-- Activity --
Copy out each line of the data that holds the string "async".

-- Dataset records --
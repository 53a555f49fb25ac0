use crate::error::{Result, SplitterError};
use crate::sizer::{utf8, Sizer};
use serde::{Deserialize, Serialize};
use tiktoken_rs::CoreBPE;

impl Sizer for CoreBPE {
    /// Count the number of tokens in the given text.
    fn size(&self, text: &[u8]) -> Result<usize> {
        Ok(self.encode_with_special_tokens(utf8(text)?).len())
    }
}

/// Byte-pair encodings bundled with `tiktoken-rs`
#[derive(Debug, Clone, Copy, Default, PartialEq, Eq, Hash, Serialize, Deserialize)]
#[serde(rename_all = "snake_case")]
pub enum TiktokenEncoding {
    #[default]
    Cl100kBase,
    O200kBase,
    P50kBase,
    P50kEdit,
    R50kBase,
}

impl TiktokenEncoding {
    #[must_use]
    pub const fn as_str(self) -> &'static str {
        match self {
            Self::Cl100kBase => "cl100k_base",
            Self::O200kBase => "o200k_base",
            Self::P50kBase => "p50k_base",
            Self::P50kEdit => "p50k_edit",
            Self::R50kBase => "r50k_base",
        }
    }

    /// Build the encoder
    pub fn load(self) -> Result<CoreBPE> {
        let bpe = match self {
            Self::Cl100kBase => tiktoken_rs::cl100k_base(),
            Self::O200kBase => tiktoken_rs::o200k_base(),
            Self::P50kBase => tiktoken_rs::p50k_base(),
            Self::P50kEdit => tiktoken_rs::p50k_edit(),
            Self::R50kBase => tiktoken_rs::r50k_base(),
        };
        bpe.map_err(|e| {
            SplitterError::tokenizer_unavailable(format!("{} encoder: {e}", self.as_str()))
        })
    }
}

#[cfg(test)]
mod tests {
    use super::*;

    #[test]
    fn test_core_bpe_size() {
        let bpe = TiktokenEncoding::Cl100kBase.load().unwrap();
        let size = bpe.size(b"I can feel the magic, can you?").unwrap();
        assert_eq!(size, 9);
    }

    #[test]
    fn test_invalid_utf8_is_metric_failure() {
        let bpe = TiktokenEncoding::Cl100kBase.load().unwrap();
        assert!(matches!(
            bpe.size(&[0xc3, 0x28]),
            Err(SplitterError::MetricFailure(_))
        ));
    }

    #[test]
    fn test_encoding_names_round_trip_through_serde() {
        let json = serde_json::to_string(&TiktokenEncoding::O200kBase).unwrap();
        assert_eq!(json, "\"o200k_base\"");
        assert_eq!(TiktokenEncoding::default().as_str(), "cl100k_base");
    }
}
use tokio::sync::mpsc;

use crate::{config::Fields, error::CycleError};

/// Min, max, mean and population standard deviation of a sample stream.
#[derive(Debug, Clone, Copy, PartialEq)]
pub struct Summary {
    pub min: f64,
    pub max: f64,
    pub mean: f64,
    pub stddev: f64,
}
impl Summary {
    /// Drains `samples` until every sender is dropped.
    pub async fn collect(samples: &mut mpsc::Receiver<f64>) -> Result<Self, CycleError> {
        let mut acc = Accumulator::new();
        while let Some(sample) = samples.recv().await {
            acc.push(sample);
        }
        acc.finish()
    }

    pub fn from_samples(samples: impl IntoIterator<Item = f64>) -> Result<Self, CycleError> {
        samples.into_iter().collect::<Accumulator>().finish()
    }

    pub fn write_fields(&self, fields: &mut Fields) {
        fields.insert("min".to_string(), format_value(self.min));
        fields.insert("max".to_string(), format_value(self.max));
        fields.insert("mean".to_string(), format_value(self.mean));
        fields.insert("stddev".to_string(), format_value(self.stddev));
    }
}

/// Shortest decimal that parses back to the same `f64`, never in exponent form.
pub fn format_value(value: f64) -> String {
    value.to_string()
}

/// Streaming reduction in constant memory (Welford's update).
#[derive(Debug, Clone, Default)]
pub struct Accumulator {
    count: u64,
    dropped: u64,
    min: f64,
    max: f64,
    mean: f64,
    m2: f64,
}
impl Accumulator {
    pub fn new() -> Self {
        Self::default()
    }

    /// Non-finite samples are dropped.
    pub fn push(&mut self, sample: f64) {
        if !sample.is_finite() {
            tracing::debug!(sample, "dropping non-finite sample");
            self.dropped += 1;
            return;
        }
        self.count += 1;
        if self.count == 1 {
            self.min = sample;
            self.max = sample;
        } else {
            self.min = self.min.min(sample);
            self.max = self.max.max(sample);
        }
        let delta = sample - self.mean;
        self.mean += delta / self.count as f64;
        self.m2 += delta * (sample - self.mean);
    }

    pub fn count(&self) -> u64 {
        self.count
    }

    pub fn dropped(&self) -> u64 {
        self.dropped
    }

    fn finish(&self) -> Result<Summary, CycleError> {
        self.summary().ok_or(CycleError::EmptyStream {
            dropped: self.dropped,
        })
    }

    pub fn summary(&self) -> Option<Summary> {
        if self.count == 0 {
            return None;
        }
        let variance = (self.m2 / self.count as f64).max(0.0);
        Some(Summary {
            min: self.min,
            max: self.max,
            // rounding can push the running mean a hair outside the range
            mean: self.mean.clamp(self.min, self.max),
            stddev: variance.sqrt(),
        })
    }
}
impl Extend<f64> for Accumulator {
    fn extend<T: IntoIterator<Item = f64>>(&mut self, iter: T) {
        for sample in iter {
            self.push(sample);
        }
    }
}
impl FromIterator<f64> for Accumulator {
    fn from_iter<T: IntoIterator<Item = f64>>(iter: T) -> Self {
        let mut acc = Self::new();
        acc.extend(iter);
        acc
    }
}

...

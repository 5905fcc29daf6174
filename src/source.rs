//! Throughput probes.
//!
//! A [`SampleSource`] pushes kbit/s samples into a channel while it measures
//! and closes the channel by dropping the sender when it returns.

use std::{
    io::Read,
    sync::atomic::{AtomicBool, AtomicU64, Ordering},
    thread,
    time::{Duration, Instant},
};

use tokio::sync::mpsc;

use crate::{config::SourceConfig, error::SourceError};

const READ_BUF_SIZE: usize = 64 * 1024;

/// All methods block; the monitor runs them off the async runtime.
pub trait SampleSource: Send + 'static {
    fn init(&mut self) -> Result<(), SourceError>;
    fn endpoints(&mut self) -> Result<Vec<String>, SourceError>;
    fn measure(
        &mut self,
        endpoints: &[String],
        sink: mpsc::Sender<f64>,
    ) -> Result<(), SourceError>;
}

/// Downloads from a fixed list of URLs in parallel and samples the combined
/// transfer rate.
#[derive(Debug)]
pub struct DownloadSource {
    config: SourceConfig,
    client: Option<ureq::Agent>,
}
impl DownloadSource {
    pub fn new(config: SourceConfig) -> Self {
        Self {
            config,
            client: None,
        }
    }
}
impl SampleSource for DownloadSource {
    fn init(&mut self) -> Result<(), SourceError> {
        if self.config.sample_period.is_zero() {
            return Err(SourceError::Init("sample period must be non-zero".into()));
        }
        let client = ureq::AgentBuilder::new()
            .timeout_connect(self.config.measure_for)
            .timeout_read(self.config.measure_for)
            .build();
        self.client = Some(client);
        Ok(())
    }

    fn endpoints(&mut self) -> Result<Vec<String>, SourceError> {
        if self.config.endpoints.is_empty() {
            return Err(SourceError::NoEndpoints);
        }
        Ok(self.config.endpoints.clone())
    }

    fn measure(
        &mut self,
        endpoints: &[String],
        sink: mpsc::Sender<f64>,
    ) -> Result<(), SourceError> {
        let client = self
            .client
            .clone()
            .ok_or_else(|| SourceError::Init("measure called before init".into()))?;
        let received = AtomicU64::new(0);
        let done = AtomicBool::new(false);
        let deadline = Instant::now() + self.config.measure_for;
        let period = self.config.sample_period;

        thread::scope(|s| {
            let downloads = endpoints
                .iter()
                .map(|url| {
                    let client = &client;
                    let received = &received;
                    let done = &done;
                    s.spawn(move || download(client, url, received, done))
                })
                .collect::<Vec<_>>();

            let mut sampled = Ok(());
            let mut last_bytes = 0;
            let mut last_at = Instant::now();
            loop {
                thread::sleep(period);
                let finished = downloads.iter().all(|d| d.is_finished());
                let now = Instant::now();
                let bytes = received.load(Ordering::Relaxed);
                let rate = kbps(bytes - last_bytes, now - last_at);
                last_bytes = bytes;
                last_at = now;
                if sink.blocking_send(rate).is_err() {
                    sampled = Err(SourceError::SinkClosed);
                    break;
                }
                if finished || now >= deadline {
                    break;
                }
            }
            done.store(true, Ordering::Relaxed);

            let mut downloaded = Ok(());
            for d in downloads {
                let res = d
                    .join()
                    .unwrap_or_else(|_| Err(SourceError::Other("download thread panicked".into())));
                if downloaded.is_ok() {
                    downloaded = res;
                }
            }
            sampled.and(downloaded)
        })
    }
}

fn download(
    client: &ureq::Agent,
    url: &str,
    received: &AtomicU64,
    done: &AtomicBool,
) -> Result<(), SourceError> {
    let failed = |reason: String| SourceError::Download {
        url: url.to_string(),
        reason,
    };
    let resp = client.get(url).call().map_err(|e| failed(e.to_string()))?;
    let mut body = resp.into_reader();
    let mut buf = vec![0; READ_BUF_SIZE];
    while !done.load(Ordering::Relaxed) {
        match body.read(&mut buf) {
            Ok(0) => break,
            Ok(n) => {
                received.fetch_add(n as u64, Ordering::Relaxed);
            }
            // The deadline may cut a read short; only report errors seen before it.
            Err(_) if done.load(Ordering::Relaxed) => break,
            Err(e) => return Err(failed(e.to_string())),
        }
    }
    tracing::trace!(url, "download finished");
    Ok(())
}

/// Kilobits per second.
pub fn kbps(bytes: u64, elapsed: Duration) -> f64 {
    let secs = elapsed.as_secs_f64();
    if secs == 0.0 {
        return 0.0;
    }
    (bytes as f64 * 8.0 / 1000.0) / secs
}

-- Problem solution --
    pub async fn collect(samples: &mut mpsc::Receiver<f64>) -> Result<Self, CycleError> {
/// All methods block; the monitor runs them off the async runtime.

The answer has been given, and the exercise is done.